● **Data records**

_ _ _ _ _ _ _

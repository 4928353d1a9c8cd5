//! Listing ledger service.
//!
//! Create, query and settle listings. Settlement is delegated to the
//! repository as one atomic claim so a listing never gets two buyers.

use bazaar_types::error::BazaarError;
use bazaar_types::listing::{CreateListingRequest, Listing, NewListing, parse_price};
use tracing::{debug, info};

use crate::repository::listing::ListingRepository;
use crate::service::{require, require_present};

pub struct ListingLedger<L: ListingRepository> {
    listings: L,
}

impl<L: ListingRepository> ListingLedger<L> {
    pub fn new(listings: L) -> Self {
        Self { listings }
    }

    /// Create an unsold listing.
    ///
    /// Fails with `Validation` if item, price or seller is missing, or the
    /// price is not a non-negative number.
    pub async fn create(&self, request: CreateListingRequest) -> Result<Listing, BazaarError> {
        let item = require("item", request.item)?;
        let raw_price = require("price", request.price)?;
        let seller = require("seller", request.seller)?;
        let price = parse_price(&raw_price).map_err(BazaarError::Validation)?;

        let listing = self
            .listings
            .create(&NewListing {
                item,
                price,
                seller,
            })
            .await?;

        info!(id = %listing.id, item = %listing.item, price = listing.price, seller = %listing.seller, "listed");
        Ok(listing)
    }

    /// Unsold listings whose item contains `item` (case-sensitive, empty matches all).
    pub async fn available(&self, item: Option<String>) -> Result<Vec<Listing>, BazaarError> {
        let needle = require_present("item", item)?;
        Ok(self.listings.available(&needle).await?)
    }

    /// Sell the lowest-id unsold listing matching `item` to `buyer`.
    ///
    /// Fails with `NotFound` when no unsold listing matches; nothing changes then.
    pub async fn settle(
        &self,
        item: Option<String>,
        buyer: Option<String>,
    ) -> Result<Listing, BazaarError> {
        let needle = require_present("item", item)?;
        let buyer = require("buyer", buyer)?;

        match self.listings.settle(&needle, &buyer).await? {
            Some(listing) => {
                info!(id = %listing.id, item = %listing.item, buyer = %buyer, "sold");
                Ok(listing)
            }
            None => {
                debug!(item = %needle, buyer = %buyer, "no unsold match");
                Err(BazaarError::NotFound(format!(
                    "no unsold listing matching '{needle}'"
                )))
            }
        }
    }

    /// Listings bought by `buyer`.
    pub async fn inventory(&self, buyer: Option<String>) -> Result<Vec<Listing>, BazaarError> {
        let buyer = require("buyer", buyer)?;
        Ok(self.listings.inventory(&buyer).await?)
    }
}
//! Infrastructure layer for the Bazaar.
//!
//! Contains implementations of the ports defined in `bazaar-core`: SQLite
//! storage, the HTTP client bots use to reach the server, and the TOML
//! configuration loader.

pub mod client;
pub mod config;
pub mod sqlite;
//! Bot registry service.

use bazaar_types::bot::{BotRegistration, NewBotRegistration, RegisterBotRequest};
use bazaar_types::error::{BazaarError, RepositoryError};
use tracing::info;

use crate::repository::bot::BotRepository;
use crate::service::require;

pub struct BotRegistry<B: BotRepository> {
    bots: B,
}

impl<B: BotRepository> BotRegistry<B> {
    pub fn new(bots: B) -> Self {
        Self { bots }
    }

    /// Register a bot under a unique name.
    ///
    /// A second registration with the same name fails with `Conflict`; the
    /// existing row is never overwritten.
    pub async fn register(&self, request: RegisterBotRequest) -> Result<BotRegistration, BazaarError> {
        let name = require("name", request.name)?;
        let port = request
            .port
            .map(|p| p.trim().to_string())
            .filter(|p| !p.is_empty());

        let bot = self
            .bots
            .register(&NewBotRegistration {
                name: name.clone(),
                port,
            })
            .await
            .map_err(|e| match e {
                RepositoryError::Conflict(_) => {
                    BazaarError::Conflict(format!("bot '{name}' is already registered"))
                }
                other => other.into(),
            })?;

        info!(id = bot.id, name = %bot.name, "bot registered");
        Ok(bot)
    }

    /// Fail with `Unauthorized` unless `name` is a registered bot.
    pub async fn ensure_registered(&self, name: &str) -> Result<BotRegistration, BazaarError> {
        self.bots
            .get_by_name(name)
            .await?
            .ok_or_else(|| BazaarError::Unauthorized(format!("'{name}' is not a registered bot")))
    }
}
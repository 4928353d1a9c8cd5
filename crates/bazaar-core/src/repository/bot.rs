//! Bot registration repository trait definition.

use bazaar_types::bot::{BotRegistration, NewBotRegistration};
use bazaar_types::error::RepositoryError;

pub trait BotRepository: Send + Sync {
    /// Register a bot. Returns `Conflict` if the name is already taken.
    fn register(
        &self,
        bot: &NewBotRegistration,
    ) -> impl std::future::Future<Output = Result<BotRegistration, RepositoryError>> + Send;

    fn get_by_name(
        &self,
        name: &str,
    ) -> impl std::future::Future<Output = Result<Option<BotRegistration>, RepositoryError>> + Send;
}
//! CLI command definitions for the `bazaar` binary.

pub mod bot;
pub mod messages;

use clap::{Parser, Subcommand};

use messages::MessagesCommand;

/// Run the Silent Bazaar server, its bots, and maintenance tasks.
#[derive(Parser)]
#[command(name = "bazaar", version, about, long_about = None)]
#[command(propagate_version = true)]
pub struct Cli {
    /// Output machine-readable JSON instead of styled text.
    #[arg(long, global = true)]
    pub json: bool,

    /// Suppress all output except errors.
    #[arg(long, global = true)]
    pub quiet: bool,

    /// Detailed output (-v for verbose, -vv for debug/trace).
    #[arg(short, long, action = clap::ArgAction::Count, global = true)]
    pub verbose: u8,

    /// Emit logs as JSON lines.
    #[arg(long, global = true, env = "BAZAAR_LOG_JSON")]
    pub log_json: bool,

    /// Also export spans through OpenTelemetry (stdout exporter).
    #[arg(long, global = true)]
    pub otel: bool,

    #[command(subcommand)]
    pub command: Commands,
}

impl Cli {
    /// Default log filter when `RUST_LOG` is unset.
    pub fn log_filter(&self) -> &'static str {
        match self.verbose {
            0 if self.quiet => "error",
            0 => "info",
            1 => "info,bazaar=debug,bazaar_core=debug,bazaar_infra=debug",
            _ => "trace",
        }
    }
}

#[derive(Subcommand)]
pub enum Commands {
    /// Start the HTTP server.
    Serve {
        /// Address to bind (overrides `[server] host`).
        #[arg(long, env = "BAZAAR_HOST")]
        host: Option<String>,

        /// Port to listen on (overrides `[server] port`).
        #[arg(long, env = "BAZAAR_PORT")]
        port: Option<u16>,
    },

    /// Run one bot against a running server until Ctrl+C.
    Bot {
        /// Bot name, used as seller, buyer and sender.
        #[arg(long)]
        name: String,

        /// Server host.
        #[arg(long, default_value = "127.0.0.1")]
        server: String,

        /// Server port (defaults to `[server] port`).
        #[arg(long)]
        port: Option<u16>,

        /// Port this bot advertises when registering.
        #[arg(long)]
        bot_port: Option<String>,
    },

    /// Inspect or clear the message log directly in the database.
    Messages {
        #[command(subcommand)]
        command: MessagesCommand,
    },
}
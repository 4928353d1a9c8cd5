//! In-memory port implementations for unit tests.

use std::collections::{BTreeSet, HashMap};
use std::sync::{Arc, Mutex};

use bazaar_types::bot::{BotRegistration, NewBotRegistration};
use bazaar_types::error::RepositoryError;
use bazaar_types::listing::{Listing, ListingId, NewListing};
use bazaar_types::message::{Message, MessageId, MessageKind, NewMessage, VisibilityScope};
use chrono::Utc;

use crate::repository::bot::BotRepository;
use crate::repository::config::ConfigRepository;
use crate::repository::friendship::FriendshipRepository;
use crate::repository::listing::ListingRepository;
use crate::repository::message::MessageRepository;

/// Unsold and a case-sensitive substring match, like the SQLite store.
pub fn available_match(listing: &Listing, needle: &str) -> bool {
    !listing.sold && listing.item.contains(needle)
}

#[derive(Clone, Default)]
pub struct MemoryListings {
    pub rows: Arc<Mutex<Vec<Listing>>>,
}

impl ListingRepository for MemoryListings {
    async fn create(&self, listing: &NewListing) -> Result<Listing, RepositoryError> {
        let mut rows = self.rows.lock().unwrap();
        let created = Listing {
            id: ListingId(rows.len() as i64 + 1),
            item: listing.item.clone(),
            price: listing.price,
            seller: listing.seller.clone(),
            buyer: None,
            sold: false,
        };
        rows.push(created.clone());
        Ok(created)
    }

    async fn available(&self, needle: &str) -> Result<Vec<Listing>, RepositoryError> {
        let rows = self.rows.lock().unwrap();
        Ok(rows
            .iter()
            .filter(|l| available_match(l, needle))
            .cloned()
            .collect())
    }

    async fn settle(&self, needle: &str, buyer: &str) -> Result<Option<Listing>, RepositoryError> {
        let mut rows = self.rows.lock().unwrap();
        let Some(listing) = rows.iter_mut().find(|l| available_match(l, needle)) else {
            return Ok(None);
        };
        listing.sold = true;
        listing.buyer = Some(buyer.to_string());
        Ok(Some(listing.clone()))
    }

    async fn inventory(&self, buyer: &str) -> Result<Vec<Listing>, RepositoryError> {
        let rows = self.rows.lock().unwrap();
        Ok(rows
            .iter()
            .filter(|l| l.sold && l.buyer.as_deref() == Some(buyer))
            .cloned()
            .collect())
    }
}

#[derive(Clone, Default)]
pub struct MemoryBots {
    pub rows: Arc<Mutex<Vec<BotRegistration>>>,
}

impl BotRepository for MemoryBots {
    async fn register(&self, bot: &NewBotRegistration) -> Result<BotRegistration, RepositoryError> {
        let mut rows = self.rows.lock().unwrap();
        if rows.iter().any(|b| b.name == bot.name) {
            return Err(RepositoryError::Conflict(format!(
                "bot '{}' already exists",
                bot.name
            )));
        }
        let created = BotRegistration {
            id: rows.len() as i64 + 1,
            name: bot.name.clone(),
            port: bot.port.clone(),
            registered_at: Utc::now(),
        };
        rows.push(created.clone());
        Ok(created)
    }

    async fn get_by_name(&self, name: &str) -> Result<Option<BotRegistration>, RepositoryError> {
        let rows = self.rows.lock().unwrap();
        Ok(rows.iter().find(|b| b.name == name).cloned())
    }
}

#[derive(Clone, Default)]
pub struct MemoryFriends {
    pub pairs: Arc<Mutex<BTreeSet<(String, String)>>>,
}

impl FriendshipRepository for MemoryFriends {
    async fn befriend(&self, a: &str, b: &str) -> Result<(), RepositoryError> {
        let mut pairs = self.pairs.lock().unwrap();
        pairs.insert((a.to_string(), b.to_string()));
        pairs.insert((b.to_string(), a.to_string()));
        Ok(())
    }

    async fn friends_of(&self, bot: &str) -> Result<Vec<String>, RepositoryError> {
        let pairs = self.pairs.lock().unwrap();
        Ok(pairs
            .iter()
            .filter(|(a, _)| a == bot)
            .map(|(_, b)| b.clone())
            .collect())
    }
}

/// Message store that writes invite friendships into `friends`.
///
/// With `fail_writes` set every append errors and nothing is stored.
#[derive(Clone, Default)]
pub struct MemoryMessages {
    pub rows: Arc<Mutex<Vec<Message>>>,
    pub friends: MemoryFriends,
    pub fail_writes: bool,
}

impl MemoryMessages {
    pub fn sharing(friends: MemoryFriends) -> Self {
        Self {
            friends,
            ..Self::default()
        }
    }

    fn newest_first<'a>(rows: impl Iterator<Item = &'a Message>) -> Vec<Message> {
        let mut out: Vec<Message> = rows.cloned().collect();
        out.sort_by(|a, b| b.id.cmp(&a.id));
        out
    }
}

impl MessageRepository for MemoryMessages {
    async fn append(&self, message: &NewMessage) -> Result<Message, RepositoryError> {
        self.append_with_invite(message, None).await
    }

    async fn append_with_invite(
        &self,
        message: &NewMessage,
        invite: Option<(&str, &str)>,
    ) -> Result<Message, RepositoryError> {
        if self.fail_writes {
            return Err(RepositoryError::Query("disk I/O error".to_string()));
        }
        if let Some((a, b)) = invite {
            self.friends.befriend(a, b).await?;
        }
        let mut rows = self.rows.lock().unwrap();
        let next = rows.iter().map(|m| m.id.0).max().unwrap_or(0) + 1;
        let stored = Message {
            id: MessageId(next),
            sender: message.sender.clone(),
            recipient: message.recipient.clone(),
            content: message.content.clone(),
            kind: message.kind,
            timestamp: Utc::now(),
        };
        rows.push(stored.clone());
        Ok(stored)
    }

    async fn visible_to(
        &self,
        scope: &VisibilityScope,
        limit: u32,
    ) -> Result<Vec<Message>, RepositoryError> {
        let rows = self.rows.lock().unwrap();
        let mut out = Self::newest_first(rows.iter().filter(|m| scope.admits(m)));
        out.truncate(limit as usize);
        Ok(out)
    }

    async fn by_kind(&self, kind: MessageKind) -> Result<Vec<Message>, RepositoryError> {
        let rows = self.rows.lock().unwrap();
        Ok(Self::newest_first(rows.iter().filter(|m| m.kind == kind)))
    }

    async fn recent(&self, limit: Option<u32>) -> Result<Vec<Message>, RepositoryError> {
        let rows = self.rows.lock().unwrap();
        let mut out = Self::newest_first(rows.iter());
        if let Some(limit) = limit {
            out.truncate(limit as usize);
        }
        Ok(out)
    }

    async fn purge(&self) -> Result<u64, RepositoryError> {
        let mut rows = self.rows.lock().unwrap();
        let removed = rows.len() as u64;
        rows.clear();
        Ok(removed)
    }
}

#[derive(Clone, Default)]
pub struct MemoryConfig {
    pub values: Arc<Mutex<HashMap<String, String>>>,
}

impl MemoryConfig {
    pub fn seeded() -> Self {
        let config = Self::default();
        config
            .values
            .lock()
            .unwrap()
            .insert("silence".to_string(), "false".to_string());
        config
    }
}

impl ConfigRepository for MemoryConfig {
    async fn get(&self, key: &str) -> Result<Option<String>, RepositoryError> {
        Ok(self.values.lock().unwrap().get(key).cloned())
    }

    async fn toggle_flag(&self, key: &str) -> Result<String, RepositoryError> {
        let mut values = self.values.lock().unwrap();
        let next = match values.get(key).map(String::as_str) {
            Some("true") => "false",
            _ => "true",
        };
        values.insert(key.to_string(), next.to_string());
        Ok(next.to_string())
    }
}

/// Repository that fails every call, for fail-closed tests.
#[derive(Clone, Default)]
pub struct BrokenStore;

impl ListingRepository for BrokenStore {
    async fn create(&self, _listing: &NewListing) -> Result<Listing, RepositoryError> {
        Err(RepositoryError::Connection)
    }

    async fn available(&self, _needle: &str) -> Result<Vec<Listing>, RepositoryError> {
        Err(RepositoryError::Connection)
    }

    async fn settle(&self, _needle: &str, _buyer: &str) -> Result<Option<Listing>, RepositoryError> {
        Err(RepositoryError::Connection)
    }

    async fn inventory(&self, _buyer: &str) -> Result<Vec<Listing>, RepositoryError> {
        Err(RepositoryError::Connection)
    }
}
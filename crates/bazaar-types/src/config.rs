//! Configuration types for the Bazaar server and its bots.
//!
//! `BazaarConfig` represents `bazaar.toml` in the data directory. Every field
//! has a default, so an empty or missing file yields a working setup.

use serde::{Deserialize, Serialize};

/// Top-level configuration.
#[derive(Debug, Clone, Default, Serialize, Deserialize)]
pub struct BazaarConfig {
    #[serde(default)]
    pub server: ServerConfig,
    #[serde(default)]
    pub messages: MessagesConfig,
    #[serde(default)]
    pub bot: BotConfig,
}

#[derive(Debug, Clone, Serialize, Deserialize)]
pub struct ServerConfig {
    #[serde(default = "default_host")]
    pub host: String,
    #[serde(default = "default_port")]
    pub port: u16,
}

fn default_host() -> String {
    "0.0.0.0".to_string()
}

fn default_port() -> u16 {
    5000
}

impl Default for ServerConfig {
    fn default() -> Self {
        Self {
            host: default_host(),
            port: default_port(),
        }
    }
}

#[derive(Debug, Clone, Serialize, Deserialize)]
pub struct MessagesConfig {
    /// Maximum number of messages returned by a visibility query.
    #[serde(default = "default_page_size")]
    pub page_size: u32,
    /// Whisper queries starting with this marker create a friendship.
    #[serde(default = "default_invite_marker")]
    pub invite_marker: String,
}

fn default_page_size() -> u32 {
    100
}

fn default_invite_marker() -> String {
    "/invite".to_string()
}

impl Default for MessagesConfig {
    fn default() -> Self {
        Self {
            page_size: default_page_size(),
            invite_marker: default_invite_marker(),
        }
    }
}

/// Tuning for the autonomous bot actor.
///
/// The three `*_below` thresholds partition `[0, 1)` into buy, list, resell
/// and message turns, in that order.
#[derive(Debug, Clone, Serialize, Deserialize)]
pub struct BotConfig {
    #[serde(default = "default_buy_below")]
    pub buy_below: f64,
    #[serde(default = "default_list_below")]
    pub list_below: f64,
    #[serde(default = "default_resell_below")]
    pub resell_below: f64,
    /// Chance of posting a feedback wish when there are no new messages.
    #[serde(default = "default_wish_probability")]
    pub wish_probability: f64,
    /// Only buy listings strictly cheaper than this.
    #[serde(default = "default_buy_price_ceiling")]
    pub buy_price_ceiling: f64,
    #[serde(default = "default_resell_markup")]
    pub resell_markup: f64,
    #[serde(default = "default_min_price")]
    pub min_price: u32,
    #[serde(default = "default_max_price")]
    pub max_price: u32,
    #[serde(default = "default_min_interval_ms")]
    pub min_interval_ms: u64,
    #[serde(default = "default_max_interval_ms")]
    pub max_interval_ms: u64,
    #[serde(default = "default_items")]
    pub items: Vec<String>,
}

fn default_buy_below() -> f64 {
    0.4
}

fn default_list_below() -> f64 {
    0.65
}

fn default_resell_below() -> f64 {
    0.85
}

fn default_wish_probability() -> f64 {
    0.5
}

fn default_buy_price_ceiling() -> f64 {
    10.0
}

fn default_resell_markup() -> f64 {
    1.2
}

fn default_min_price() -> u32 {
    1
}

fn default_max_price() -> u32 {
    20
}

fn default_min_interval_ms() -> u64 {
    3_000
}

fn default_max_interval_ms() -> u64 {
    10_000
}

fn default_items() -> Vec<String> {
    ["book", "laptop", "phone", "bike"]
        .into_iter()
        .map(String::from)
        .collect()
}

impl Default for BotConfig {
    fn default() -> Self {
        Self {
            buy_below: default_buy_below(),
            list_below: default_list_below(),
            resell_below: default_resell_below(),
            wish_probability: default_wish_probability(),
            buy_price_ceiling: default_buy_price_ceiling(),
            resell_markup: default_resell_markup(),
            min_price: default_min_price(),
            max_price: default_max_price(),
            min_interval_ms: default_min_interval_ms(),
            max_interval_ms: default_max_interval_ms(),
            items: default_items(),
        }
    }
}

impl BotConfig {
    /// Check the invariants the actor relies on.
    pub fn validate(&self) -> Result<(), String> {
        let ordered = 0.0 <= self.buy_below
            && self.buy_below <= self.list_below
            && self.list_below <= self.resell_below
            && self.resell_below <= 1.0;
        if !ordered {
            return Err(format!(
                "decision thresholds must satisfy 0 <= buy ({}) <= list ({}) <= resell ({}) <= 1",
                self.buy_below, self.list_below, self.resell_below
            ));
        }
        if !(0.0..=1.0).contains(&self.wish_probability) {
            return Err(format!(
                "wish_probability {} is outside [0, 1]",
                self.wish_probability
            ));
        }
        if self.min_price > self.max_price {
            return Err(format!(
                "min_price {} exceeds max_price {}",
                self.min_price, self.max_price
            ));
        }
        if self.min_interval_ms == 0 || self.min_interval_ms > self.max_interval_ms {
            return Err(format!(
                "tick interval [{}, {}] ms is invalid",
                self.min_interval_ms, self.max_interval_ms
            ));
        }
        if self.items.is_empty() {
            return Err("item pool is empty".to_string());
        }
        Ok(())
    }
}
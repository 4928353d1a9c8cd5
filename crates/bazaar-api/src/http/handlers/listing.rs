//! Listing ledger handlers: list, query, settle and inventory.

use axum::Json;
use axum::extract::State;

use bazaar_types::listing::{CreateListingRequest, Listing};

use crate::http::error::AppError;
use crate::http::extractors::query::{BazaarQuery, BuyerQuery, ItemQuery, SettleQuery};
use crate::state::AppState;

/// GET /list?item=&price=&seller=
pub async fn create_listing(
    State(state): State<AppState>,
    BazaarQuery(request): BazaarQuery<CreateListingRequest>,
) -> Result<&'static str, AppError> {
    state.ledger.create(request).await?;
    Ok("listed")
}

/// GET /available?item=
pub async fn available(
    State(state): State<AppState>,
    BazaarQuery(query): BazaarQuery<ItemQuery>,
) -> Result<Json<Vec<Listing>>, AppError> {
    Ok(Json(state.ledger.available(query.item).await?))
}

/// GET /sold?item=&buyer=
pub async fn settle(
    State(state): State<AppState>,
    BazaarQuery(query): BazaarQuery<SettleQuery>,
) -> Result<&'static str, AppError> {
    state.ledger.settle(query.item, query.buyer).await?;
    Ok("sold")
}

/// GET /inventory?buyer=
pub async fn inventory(
    State(state): State<AppState>,
    BazaarQuery(query): BazaarQuery<BuyerQuery>,
) -> Result<Json<Vec<Listing>>, AppError> {
    Ok(Json(state.ledger.inventory(query.buyer).await?))
}
//! Shared domain types for the Bazaar.
//!
//! Listings, bot registrations, friendships, messages, configuration and the
//! error types shared by every layer.
//!
//! No infrastructure dependencies: only serde, chrono and thiserror.

pub mod bot;
pub mod config;
pub mod error;
pub mod listing;
pub mod message;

_ _ _ _ _ _ _

● **Work required**
Only the lines from the one holding "state.ledger.settle(query.item, query.buyer).await?;" through the end of the listing should appear in the response, each restated exactly.

● **Exercise result**
    state.ledger.settle(query.item, query.buyer).await?;
    Ok("sold")
}

/// GET /inventory?buyer=
pub async fn inventory(
    State(state): State<AppState>,
    BazaarQuery(query): BazaarQuery<BuyerQuery>,
) -> Result<Json<Vec<Listing>>, AppError> {
    Ok(Json(state.ledger.inventory(query.buyer).await?))
}
//! Shared domain types for the Bazaar.
//!
//! Listings, bot registrations, friendships, messages, configuration and the
//! error types shared by every layer.
//!
//! No infrastructure dependencies: only serde, chrono and thiserror.

pub mod bot;
pub mod config;
pub mod error;
pub mod listing;
pub mod message;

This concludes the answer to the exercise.